Yahoo Finance Anchor, Sibile Marcellus, Explains Why Apple CEO, Tim Cook's Recent Courtroom Testimony Is Extremely Important For The Tech World

“Apple CEO, Tim Cook, has been facing the heat on Capitol Hill, and now he's going to be testifying in federal court. Epic accuses Apple of exercising monopolistic control over its iOS operating system. Meanwhile, Apple says there are other places to go, and that the reason why they had these restrictions is because they are helping improve their own devices and making them more secure for their own customers. So this is epic and we'll see the reverberation around the world.”

Nobel Prize-Winning Economist/Policy Entrepreneur/Former "World Bank" Chief Economist, Paul Romer, Shares His Economic Outlook For The Rest Of 2021

"If you look back at the recoveries from the last two big recessions, the recovery from the financial crisis, the recovery from the recession, the beginning of the 2000s, in neither case, did we get back to the point we should've gotten back to, which is what the labor market looked like in the late 1990s. This was a tight labor market..the employment to population ratio was higher than it's been ever since. And the tight labor market meant that wages were going up faster for low skilled workers. So we failed to recover sufficiently from the last two crises, and it's going to take a long time to recover from this much bigger crisis of the pandemic. So I think people who are saying, oh my God, we might be recovering too fast, or we're going to go too far, that is not the thing we need to be worried about. The thing we need to worry about is that we lose our commitment to full recovery too soon. And we can't measure recovery here by the stock market. We gotta measure it by what's going on in the labor market.
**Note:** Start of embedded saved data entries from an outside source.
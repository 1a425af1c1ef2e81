//! User role codes.
//!
//! The warehouse API represents roles as string codes: `"1"` for Admin and
//! `"2"` for Staff. The dashboard only uses the role for display gating -
//! authorization is enforced by the API on every call.

use serde::{Deserialize, Deserializer, Serialize, Serializer};

/// Role of a warehouse user.
///
/// Decoding never fails: code `"1"` is Admin and every other code renders as
/// Staff, matching how the dashboard badges roles.
#[derive(Debug, Clone, Copy, PartialEq, Eq, Hash, Default)]
pub enum Role {
    /// Full access, including user management.
    Admin,
    /// Day-to-day warehouse operations.
    #[default]
    Staff,
}

/// Wire code for the Admin role.
pub const ADMIN_CODE: &str = "1";

/// Wire code for the Staff role.
pub const STAFF_CODE: &str = "2";

impl Role {
    /// Map an API role code to a role.
    ///
    /// `"1"` is Admin; any other code (including unknown ones) is Staff.
    #[must_use]
    pub fn from_code(code: &str) -> Self {
        if code == ADMIN_CODE {
            Self::Admin
        } else {
            Self::Staff
        }
    }

    /// The wire code sent back to the API.
    #[must_use]
    pub const fn code(self) -> &'static str {
        match self {
            Self::Admin => ADMIN_CODE,
            Self::Staff => STAFF_CODE,
        }
    }

    /// Badge label shown in tables ("Admin" / "Staff").
    #[must_use]
    pub const fn label(self) -> &'static str {
        match self {
            Self::Admin => "Admin",
            Self::Staff => "Staff",
        }
    }

    /// Lowercase label shown in the profile menu ("admin" / "staff").
    #[must_use]
    pub const fn label_lower(self) -> &'static str {
        match self {
            Self::Admin => "admin",
            Self::Staff => "staff",
        }
    }

    /// Whether this role is the Admin role.
    #[must_use]
    pub const fn is_admin(self) -> bool {
        matches!(self, Self::Admin)
    }
}

impl std::fmt::Display for Role {
    fn fmt(&self, f: &mut std::fmt::Formatter<'_>) -> std::fmt::Result {
        f.write_str(self.label())
    }
}

impl Serialize for Role {
    fn serialize<S: Serializer>(&self, serializer: S) -> Result<S::Ok, S::Error> {
        serializer.serialize_str(self.code())
    }
}

impl<'de> Deserialize<'de> for Role {
    fn deserialize<D: Deserializer<'de>>(deserializer: D) -> Result<Self, D::Error> {
        let code = String::deserialize(deserializer)?;
        Ok(Self::from_code(&code))
    }
}

#[cfg(test)]
mod tests {
    use super::*;

    #[test]
    fn test_admin_code_maps_to_admin() {
        assert_eq!(Role::from_code("1"), Role::Admin);
        assert!(Role::from_code("1").is_admin());
    }

    #[test]
    fn test_staff_code_maps_to_staff() {
        assert_eq!(Role::from_code("2"), Role::Staff);
    }

    #[test]
    fn test_unknown_codes_render_as_staff() {
        // Display rule: anything that is not "1" gets the non-admin badge.
        assert_eq!(Role::from_code("3"), Role::Staff);
        assert_eq!(Role::from_code(""), Role::Staff);
        assert_eq!(Role::from_code("admin"), Role::Staff);
    }

    #[test]
    fn test_labels() {
        assert_eq!(Role::Admin.label(), "Admin");
        assert_eq!(Role::Staff.label(), "Staff");
        assert_eq!(Role::Admin.label_lower(), "admin");
        assert_eq!(Role::Staff.label_lower(), "staff");
    }

    #[test]
    fn test_serde_uses_wire_codes() {
        let admin: Role = serde_json::from_str("\"1\"").expect("deserialize role");
        assert_eq!(admin, Role::Admin);
        assert_eq!(
            serde_json::to_string(&Role::Staff).expect("serialize role"),
            "\"2\""
        );
    }
}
And forget about unemployment, it's a bad metric. The thing people should look at..look for the employment to population ratio for prime age adults, basically twenty-five to fifty-five. And you'll see that we've never gotten back to where it was in the late 1990s. That's gotta be our goal, and it's going to take pretty active measures to get there.”
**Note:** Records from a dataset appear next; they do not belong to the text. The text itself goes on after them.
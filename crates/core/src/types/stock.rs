//! Stock level classification.
//!
//! The warehouse API reports a raw unit count per product; the dashboard
//! derives a status badge from fixed thresholds.

use serde::{Deserialize, Serialize};

/// Derived stock status for a product.
///
/// Thresholds: 0 (or below) is out of stock, 1 through 10 is low, anything
/// above 10 is in stock.
#[derive(Debug, Clone, Copy, PartialEq, Eq, Hash, Serialize, Deserialize)]
#[serde(rename_all = "snake_case")]
pub enum StockStatus {
    OutOfStock,
    LowStock,
    InStock,
}

/// Inclusive upper bound of the low-stock band.
const LOW_STOCK_MAX: i64 = 10;

impl StockStatus {
    /// Classify a unit count.
    #[must_use]
    pub const fn from_units(units: i64) -> Self {
        if units <= 0 {
            Self::OutOfStock
        } else if units <= LOW_STOCK_MAX {
            Self::LowStock
        } else {
            Self::InStock
        }
    }

    /// Badge label shown in the products table.
    #[must_use]
    pub const fn label(self) -> &'static str {
        match self {
            Self::OutOfStock => "Out of Stock",
            Self::LowStock => "Low Stock",
            Self::InStock => "In Stock",
        }
    }
}

impl std::fmt::Display for StockStatus {
    fn fmt(&self, f: &mut std::fmt::Formatter<'_>) -> std::fmt::Result {
        f.write_str(self.label())
    }
}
"AT&T Business" CEO, Anne Chow, Explains How 5G Technology Will Bring About Major Advancements In Telehealth

“5G will take this to a new level. It's not just about establishing conductivity across different brick and mortar facilities. We're now talking about and working with clients around remote patient monitoring and mobile health applications. So if you can envision, we've heard the term internet of things. Well, the internet of medical things will help support the advancement in healthcare right around artificial intelligence, remote medical learning, remote patient monitoring. If you are no longer bound to have to go to, let's say, a hospital or a doctor's office, and if doctors and your healthcare providers can actually reach you and take care of you and monitor you wherever you are, but especially when you're at home, right? I mean, how might that evolve? Another use case that we're partnering with is VITAS, which is the leading hospice provider in the country today is a 5G use case using virtual and augmented reality to help manage chronic pain and anxiety in hospice patients. And this is a very powerful use case that we didn't really anticipate. And I think this is one of the exciting things about 5g today is that we're innovating and co-creating with our clients. And we are largely shaping the future because a lot of this is true innovation. We're not quite sure what will stick, but the ability to innovate together, and shape what the future will be is incredibly powerful.”